Lipopeptide: Exploration for enhanced anticandidal therapeutic spectrum.

Growing numbers of human fungal contagions pose a significant threat to the health of society, which is largely brought on by an increase in the number of immunocompromised patients. Pathogenic fungi are usually ignored in discussions of human disease, though they create a big problem after infection. Immunocompromised patients have a high fatality rate due to severe invasive infections from a common polymorphic pathogenic fungus, Candida albicans. Treatment becomes more challenging when C. albicans builds biofilms in the body and on medical implants because they protect themselves from the human defense system and resist traditional antifungal medications.

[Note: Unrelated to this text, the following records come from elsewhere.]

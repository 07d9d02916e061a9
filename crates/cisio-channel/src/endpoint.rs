//! State shared by every endpoint kind.

use bytes::Bytes;
use cisio_transport::{MessageSink, MessageSource, Received};
use tracing::{debug, trace};

use crate::config::ChannelConfig;
use crate::error::{ChannelError, Result};

/// Lifecycle of an endpoint.
///
/// `Drained` means end-of-stream was observed (inputs) or sent (outputs).
#[derive(Debug, Clone, Copy, PartialEq, Eq)]
pub enum ChannelState {
    Open,
    Drained,
    Closed,
}

/// An endpoint that yields items until end-of-stream.
pub trait Receive {
    type Item;

    fn receive(&mut self) -> Result<Self::Item>;
}

/// An endpoint that accepts items and can signal end-of-stream.
pub trait Deliver {
    type Item: ?Sized;

    fn deliver(&mut self, item: &Self::Item) -> Result<()>;

    fn send_eof(&mut self) -> Result<()>;

    /// Send end-of-stream if still open, then release the transport.
    fn close(&mut self) -> Result<()>;
}

/// Iterator over received items, ending at end-of-stream.
///
/// Per-message errors ([`ChannelError::is_recoverable`]) are yielded and
/// iteration continues; any other error is yielded once and ends it.
pub struct Incoming<'a, R> {
    endpoint: &'a mut R,
    done: bool,
}

impl<'a, R: Receive> Incoming<'a, R> {
    pub(crate) fn new(endpoint: &'a mut R) -> Self {
        Self {
            endpoint,
            done: false,
        }
    }
}

impl<R: Receive> Iterator for Incoming<'_, R> {
    type Item = Result<R::Item>;

    fn next(&mut self) -> Option<Self::Item> {
        if self.done {
            return None;
        }
        match self.endpoint.receive() {
            Ok(item) => Some(Ok(item)),
            Err(err) if err.is_end_of_stream() => {
                self.done = true;
                None
            }
            Err(err) => {
                self.done = !err.is_recoverable();
                Some(Err(err))
            }
        }
    }
}

pub(crate) struct InputCore<S> {
    name: String,
    source: S,
    state: ChannelState,
    max_message_size: usize,
}

impl<S: MessageSource> InputCore<S> {
    pub(crate) fn new(name: String, source: S, config: &ChannelConfig) -> Self {
        debug!(channel = %name, transport = source.transport_name(), "input opened");
        Self {
            name,
            source,
            state: ChannelState::Open,
            max_message_size: config.max_message_size,
        }
    }

    pub(crate) fn name(&self) -> &str {
        &self.name
    }

    pub(crate) fn state(&self) -> ChannelState {
        self.state
    }

    pub(crate) fn source(&self) -> &S {
        &self.source
    }

    pub(crate) fn source_mut(&mut self) -> &mut S {
        &mut self.source
    }

    pub(crate) fn end_of_stream(&self) -> ChannelError {
        ChannelError::EndOfStream {
            channel: self.name.clone(),
        }
    }

    /// Fail if the endpoint is closed. Drained inputs pass: their next
    /// receive reports end-of-stream.
    pub(crate) fn check_open(&self) -> Result<()> {
        if self.state == ChannelState::Closed {
            return Err(ChannelError::Closed {
                channel: self.name.clone(),
            });
        }
        Ok(())
    }

    /// Receive one raw message.
    pub(crate) fn recv_message(&mut self) -> Result<Bytes> {
        self.check_open()?;
        if self.state == ChannelState::Drained {
            return Err(self.end_of_stream());
        }
        match self.source.recv()? {
            Received::Message(payload) => {
                trace!(channel = %self.name, len = payload.len(), "message received");
                if payload.len() > self.max_message_size {
                    return Err(ChannelError::Overflow(format!(
                        "message of {} bytes exceeds limit {}",
                        payload.len(),
                        self.max_message_size
                    )));
                }
                Ok(payload)
            }
            Received::EndOfStream => {
                debug!(channel = %self.name, "end of stream received");
                self.state = ChannelState::Drained;
                Err(self.end_of_stream())
            }
        }
    }

    pub(crate) fn close(&mut self) -> Result<()> {
        self.check_open()?;
        debug!(channel = %self.name, "input closed");
        self.state = ChannelState::Closed;
        Ok(())
    }

    /// Back to `Open` after the underlying source has been reopened.
    pub(crate) fn reset(&mut self) {
        self.state = ChannelState::Open;
    }
}

pub(crate) struct OutputCore<K> {
    name: String,
    sink: K,
    state: ChannelState,
    max_message_size: usize,
}

impl<K: MessageSink> OutputCore<K> {
    pub(crate) fn new(name: String, sink: K, config: &ChannelConfig) -> Self {
        debug!(channel = %name, transport = sink.transport_name(), "output opened");
        Self {
            name,
            sink,
            state: ChannelState::Open,
            max_message_size: config.max_message_size,
        }
    }

    pub(crate) fn name(&self) -> &str {
        &self.name
    }

    pub(crate) fn state(&self) -> ChannelState {
        self.state
    }

    pub(crate) fn sink(&self) -> &K {
        &self.sink
    }

    pub(crate) fn sink_mut(&mut self) -> &mut K {
        &mut self.sink
    }

    /// Fail unless messages may still be sent.
    pub(crate) fn check_open(&self) -> Result<()> {
        if self.state == ChannelState::Open {
            Ok(())
        } else {
            Err(ChannelError::Closed {
                channel: self.name.clone(),
            })
        }
    }

    pub(crate) fn send_message(&mut self, payload: &[u8]) -> Result<()> {
        self.check_open()?;
        if payload.len() > self.max_message_size {
            return Err(ChannelError::Overflow(format!(
                "message of {} bytes exceeds limit {}",
                payload.len(),
                self.max_message_size
            )));
        }
        self.sink.send(payload)?;
        trace!(channel = %self.name, len = payload.len(), "message sent");
        Ok(())
    }

    /// Send end-of-stream once; repeated calls are no-ops until close.
    pub(crate) fn send_eof(&mut self) -> Result<()> {
        match self.state {
            ChannelState::Closed => Err(ChannelError::Closed {
                channel: self.name.clone(),
            }),
            ChannelState::Drained => Ok(()),
            ChannelState::Open => {
                self.sink.send_eof()?;
                debug!(channel = %self.name, "end of stream sent");
                self.state = ChannelState::Drained;
                Ok(())
            }
        }
    }

    /// Send end-of-stream if it has not been sent, then release the sink.
    pub(crate) fn close(&mut self) -> Result<()> {
        let previous = self.state;
        if previous == ChannelState::Closed {
            return Err(ChannelError::Closed {
                channel: self.name.clone(),
            });
        }
        self.state = ChannelState::Closed;
        let eof = match previous {
            ChannelState::Open => self.sink.send_eof(),
            _ => Ok(()),
        };
        let released = self.sink.close();
        debug!(channel = %self.name, "output closed");
        eof?;
        released?;
        Ok(())
    }

    pub(crate) fn reset(&mut self) {
        self.state = ChannelState::Open;
    }
}

#[cfg(test)]
mod tests {
    use cisio_transport::{pipe, TransportError};

    use super::*;

    fn cores() -> (
        OutputCore<cisio_transport::MemorySink>,
        InputCore<cisio_transport::MemorySource>,
    ) {
        let (sink, source) = pipe();
        let config = ChannelConfig::default();
        (
            OutputCore::new("out".to_string(), sink, &config),
            InputCore::new("in".to_string(), source, &config),
        )
    }

    #[test]
    fn drained_input_reports_eof_without_io() {
        let (mut output, mut input) = cores();
        output.send_eof().unwrap();
        drop(output);

        assert!(input.recv_message().unwrap_err().is_end_of_stream());
        assert_eq!(input.state(), ChannelState::Drained);
        // The sink is gone; a real read would report a disconnect.
        assert!(input.recv_message().unwrap_err().is_end_of_stream());
    }

    #[test]
    fn close_sends_eof_once() {
        let (mut output, mut input) = cores();
        output.send_message(b"x").unwrap();
        output.close().unwrap();

        assert_eq!(input.recv_message().unwrap().as_ref(), b"x");
        assert!(input.recv_message().unwrap_err().is_end_of_stream());
        assert!(matches!(
            output.close(),
            Err(ChannelError::Closed { .. })
        ));
    }

    /// Accepts messages but fails end-of-stream, and remembers being closed.
    #[derive(Default)]
    struct BrokenEofSink {
        closed: bool,
    }

    impl MessageSink for BrokenEofSink {
        fn send(&mut self, _payload: &[u8]) -> cisio_transport::Result<()> {
            Ok(())
        }

        fn send_eof(&mut self) -> cisio_transport::Result<()> {
            Err(TransportError::Disconnected)
        }

        fn close(&mut self) -> cisio_transport::Result<()> {
            self.closed = true;
            Ok(())
        }

        fn transport_name(&self) -> &'static str {
            "broken-eof"
        }
    }

    #[test]
    fn close_releases_sink_when_eof_fails() {
        let mut output = OutputCore::new(
            "out".to_string(),
            BrokenEofSink::default(),
            &ChannelConfig::default(),
        );
        output.send_message(b"x").unwrap();

        assert!(matches!(
            output.close(),
            Err(ChannelError::Transport(TransportError::Disconnected))
        ));
        assert!(output.sink().closed);
        assert_eq!(output.state(), ChannelState::Closed);
        assert!(matches!(
            output.close(),
            Err(ChannelError::Closed { .. })
        ));
    }

    #[test]
    fn send_after_eof_is_closed() {
        let (mut output, _input) = cores();
        output.send_eof().unwrap();
        output.send_eof().unwrap();
        assert!(matches!(
            output.send_message(b"late"),
            Err(ChannelError::Closed { .. })
        ));
        assert_eq!(output.state(), ChannelState::Drained);
    }

    #[test]
    fn closed_input_rejects_receive() {
        let (_output, mut input) = cores();
        input.close().unwrap();
        assert!(matches!(
            input.recv_message(),
            Err(ChannelError::Closed { .. })
        ));
    }

    #[test]
    fn disconnect_without_eof_is_transport_error() {
        let (output, mut input) = cores();
        drop(output);
        assert!(matches!(
            input.recv_message(),
            Err(ChannelError::Transport(TransportError::Disconnected))
        ));
    }

    #[test]
    fn oversized_outgoing_message_is_rejected_before_send() {
        let (sink, mut source) = pipe();
        let config = ChannelConfig {
            max_message_size: 4,
            ..ChannelConfig::default()
        };
        let mut output = OutputCore::new("out".to_string(), sink, &config);
        assert!(matches!(
            output.send_message(b"too long"),
            Err(ChannelError::Overflow(_))
        ));
        output.send_message(b"ok").unwrap();
        assert_eq!(
            source.recv().unwrap(),
            Received::Message(Bytes::from_static(b"ok"))
        );
    }
}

Quorum sensing in biofilm helps to develop drug resistance because it regulates gene expression and other biofilm-related activities. Available antifungal drugs now are not very effective against biofilm and are becoming more resistant. New antifungal choices are desperately needed, and they should contain unique biocompatible modes of action. Lipopeptides, a naturally occurring peptide group, have been shown as a promising antifungal substitute. They could be an effective, futuristic antifungal agent that stops the growth of pathogenic fungi in humans. Lipopeptides produced by bacteria, especially from Bacillus and Pseudomonas, are very powerful against pathogenic fungi. Cyclic lipopeptides such as surfactin, fengycin, iturins, and daptomycin damage Candida species' cell membranes because they are hydrophobic, prevent biofilm development, and could be efficacious antifungal agents. This review explores structural diversity, biosynthesis, and interactions of lipopeptides against C. albicans virulence factors. New treatment regimens for human fungal infections can be developed by recognizing and researching lipopeptides in-depth, urgently needed to develop potent, safe, and enhanced spectral antifungal arsenals in the future because there is now an insufficiency of effective antifungal medicine.